Kidd A, Turnpenny P, Kelly K, Clark C, Church W, Hutchinson C, Dean J C, Haites N E
Department of Medical Genetics, Aberdeen Royal Infirmary, Foresterhill, UK.
J Med Genet. 1995 Jul;32(7):519-23. doi: 10.1136/jmg.32.7.519.
Myotonic dystrophy (DM) almost always results from the expansion of an unstable (CTG)n repeat. The mutation can be detected directly. Affected patients with cataracts may have minimal additional signs of the disorder, but all are at risk of life threatening complications. We have studied the efficacy of detecting new families with myotonic dystrophy by selectively screening cataract patients. Selection criteria were: age under 60 with no obvious precipitating factor (except non-insulin dependent diabetes mellitus (NIDDM)); patients of any age with other signs suggestive of myotonic dystrophy detected by the ophthalmologist. Ninety-six patients were tested prospectively; 17 others under 55 were screened retrospectively. All patients were counselled by a clinical geneticist before testing. The patients' DNA was analysed using the DNA probe/restriction enzyme combinations GB2.6/EcoRI, KB1.4/BglI and polymerase chain reaction (PCR). Six patients have been found to have a mutation, three (3.1%) in the prospective group and three (17.6%) in the retrospective group. Three of these patients had minimal myotonic dystrophy and three had classical DM.

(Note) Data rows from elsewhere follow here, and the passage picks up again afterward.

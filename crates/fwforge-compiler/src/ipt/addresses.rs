//! Address expansion and the final cartesian atomization.

use crate::context::CompilerContext;
use crate::ipt::{scratch_addr, scratch_net_v4, ADDR_SLOTS};
use crate::pipeline::Stage;
use crate::rule::{CompilerRule, ElementSlot, PolicyRule};
use crate::stages::MapStage;
use fwforge_model::address::{range_to_cidrs_v4, sort_key};
use fwforge_model::{Family, ObjectId, ObjectKind};
use std::net::IpAddr;

/// Concrete sort key of an object for deterministic element ordering;
/// objects without a compile-time address (runtime DNS names, address
/// tables) sort last, by name.
fn addr_sort_key(ctx: &CompilerContext, id: ObjectId) -> (u8, u128, String) {
    let addrs = ctx.store.addresses_of(id, None);
    match addrs.first() {
        Some(a) => (0, sort_key(a), String::new()),
        None => (1, 0, ctx.store.get(id).name.clone()),
    }
}

fn expand_host_like(
    ctx: &mut CompilerContext,
    host: ObjectId,
    rule_on_loopback: bool,
    out: &mut Vec<ObjectId>,
) {
    let name = ctx.store.get(host).name.clone();
    let family = ctx.family;
    let mut addrs: Vec<IpAddr> = Vec::new();
    for iface in ctx.store.interfaces_of(host) {
        let data = ctx.store.iface_data(iface).clone();
        if data.loopback && !rule_on_loopback {
            continue;
        }
        if data.bridge_port {
            continue;
        }
        // A cluster interface stands for the member firewall's real one.
        let source_iface = if ctx.store.is_cluster_interface(iface) {
            ctx.store.failover_member_iface(iface, ctx.fw).unwrap_or(iface)
        } else {
            iface
        };
        for addr in ctx.store.interface_addresses(source_iface) {
            if fwforge_model::address::family_of(&addr) == family {
                addrs.push(addr);
            }
        }
    }
    addrs.sort_by_key(sort_key);
    addrs.dedup();
    for addr in addrs {
        out.push(scratch_addr(ctx, &name, addr));
    }
}

/// Expand one element's objects into atomic address objects. Shared by the
/// policy and NAT pipelines; the result is sorted by address value.
pub(crate) fn expand_items(
    ctx: &mut CompilerContext,
    label: &str,
    items: &[ObjectId],
    rule_on_loopback: bool,
) -> Vec<ObjectId> {
    let mut expanded: Vec<ObjectId> = Vec::new();
    for &id in items {
        match ctx.store.get(id).kind.clone() {
            ObjectKind::AddressRange { start, end } => match (start, end) {
                (IpAddr::V4(s), IpAddr::V4(e)) => {
                    if ctx.family != Family::V4 {
                        continue;
                    }
                    let name = ctx.store.get(id).name.clone();
                    for net in range_to_cidrs_v4(s, e) {
                        if net.prefix_len() == 32 {
                            expanded.push(scratch_addr(ctx, &name, IpAddr::V4(net.addr())));
                        } else {
                            expanded.push(scratch_net_v4(ctx, &name, net));
                        }
                    }
                }
                // IPv6 ranges stay ranges; the emitter uses iprange.
                _ => expanded.push(id),
            },
            ObjectKind::Host | ObjectKind::Firewall { .. } | ObjectKind::Cluster { .. } => {
                expand_host_like(ctx, id, rule_on_loopback, &mut expanded);
            }
            ObjectKind::Interface(data) => {
                if data.dynamic {
                    ctx.diag.warn(
                        label,
                        format!(
                            "dynamic interface '{}' has no address at compile time",
                            ctx.store.get(id).name
                        ),
                    );
                    continue;
                }
                let name = ctx.store.get(id).name.clone();
                let family = ctx.family;
                let addrs: Vec<IpAddr> = ctx
                    .store
                    .interface_addresses(id)
                    .into_iter()
                    .filter(|a| fwforge_model::address::family_of(a) == family)
                    .collect();
                for addr in addrs {
                    expanded.push(scratch_addr(ctx, &name, addr));
                }
            }
            ObjectKind::DnsName {
                run_time: false,
                resolved,
                ..
            } => {
                let name = ctx.store.get(id).name.clone();
                let family = ctx.family;
                let mut addrs: Vec<IpAddr> = resolved
                    .into_iter()
                    .filter(|a| fwforge_model::address::family_of(a) == family)
                    .collect();
                addrs.sort_by_key(sort_key);
                for addr in addrs {
                    expanded.push(scratch_addr(ctx, &name, addr));
                }
            }
            ObjectKind::AddressTable {
                run_time: false,
                resolved,
                ..
            } => {
                let name = ctx.store.get(id).name.clone();
                for net in resolved {
                    match net {
                        ipnet::IpNet::V4(n) if ctx.family == Family::V4 => {
                            expanded.push(scratch_net_v4(ctx, &name, n));
                        }
                        ipnet::IpNet::V6(n) if ctx.family == Family::V6 => {
                            expanded.push(ctx.store.add(
                                None,
                                format!("{}:{}", name, n),
                                ObjectKind::NetworkV6(n),
                            ));
                        }
                        _ => {}
                    }
                }
            }
            _ => expanded.push(id),
        }
    }
    expanded.sort_by(|a, b| addr_sort_key(ctx, *a).cmp(&addr_sort_key(ctx, *b)));
    expanded
}

/// Expand compound address objects into atomic ones: ranges become CIDR
/// sets (IPv4) or stay ranges (IPv6, matched with iprange); hosts,
/// firewalls and clusters become their interface addresses; resolved DNS
/// names and compile-time address tables become their addresses.
pub fn expand_addresses() -> impl Stage<PolicyRule> {
    MapStage::new("expand addresses", |ctx: &mut CompilerContext, mut rule: PolicyRule, out| {
        let rule_on_loopback = rule.aux.on_loopback
            || rule
                .data
                .itf
                .items
                .iter()
                .any(|id| ctx.store.iface_data(*id).loopback);

        for &slot in &ADDR_SLOTS {
            if rule.element(slot).is_any() {
                continue;
            }
            let items = rule.element(slot).items.clone();
            let label = rule.data.label.clone();
            let expanded = expand_items(ctx, &label, &items, rule_on_loopback);
            if expanded.is_empty() {
                ctx.diag.warn(
                    &rule.data.label,
                    format!("rule dropped: {} has no address in this family", slot.label()),
                );
                return Ok(());
            }
            rule.element_mut(slot).items = expanded;
        }
        out.push_back(rule);
        Ok(())
    })
}

/// Cartesian product over Source × Destination, then over time intervals.
/// After this stage each rule carries at most one object per positional
/// element.
pub fn atomize() -> impl Stage<PolicyRule> {
    MapStage::new("atomize", |_ctx: &mut CompilerContext, rule: PolicyRule, out| {
        let srcs: Vec<Option<ObjectId>> = if rule.data.src.is_any() {
            vec![None]
        } else {
            rule.data.src.items.iter().copied().map(Some).collect()
        };
        let dsts: Vec<Option<ObjectId>> = if rule.data.dst.is_any() {
            vec![None]
        } else {
            rule.data.dst.items.iter().copied().map(Some).collect()
        };
        let times: Vec<Option<ObjectId>> = if rule.data.time.is_any() {
            vec![None]
        } else {
            rule.data.time.items.iter().copied().map(Some).collect()
        };
        for &src in &srcs {
            for &dst in &dsts {
                for &time in &times {
                    let mut atom = rule.clone();
                    atom.data.src.items = src.into_iter().collect();
                    atom.data.dst.items = dst.into_iter().collect();
                    atom.data.time.items = time.into_iter().collect();
                    out.push_back(atom);
                }
            }
        }
        Ok(())
    })
}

强直性肌营养不良(DM)几乎总是由不稳定的(CTG)n重复序列扩增所致。该突变可直接检测到。患有白内障的受影响患者可能仅有该疾病的极少其他体征,但所有人都有发生危及生命并发症的风险。我们研究了通过选择性筛查白内障患者来检测强直性肌营养不良新家族的有效性。选择标准为:年龄在60岁以下且无明显诱发因素(非胰岛素依赖型糖尿病(NIDDM)除外);任何年龄的患者,眼科医生检测到有其他提示强直性肌营养不良的体征。对96例患者进行了前瞻性检测;对另外17例55岁以下的患者进行了回顾性筛查。所有患者在检测前均由临床遗传学家提供咨询。使用DNA探针/限制性内切酶组合GB2.6/EcoRI、KB1.4/BglI和聚合酶链反应(PCR)对患者的DNA进行分析。已发现6例患者存在突变,前瞻性组3例(3.1%),回顾性组3例(17.6%)。这些患者中有3例患有轻度强直性肌营养不良,3例患有典型的DM。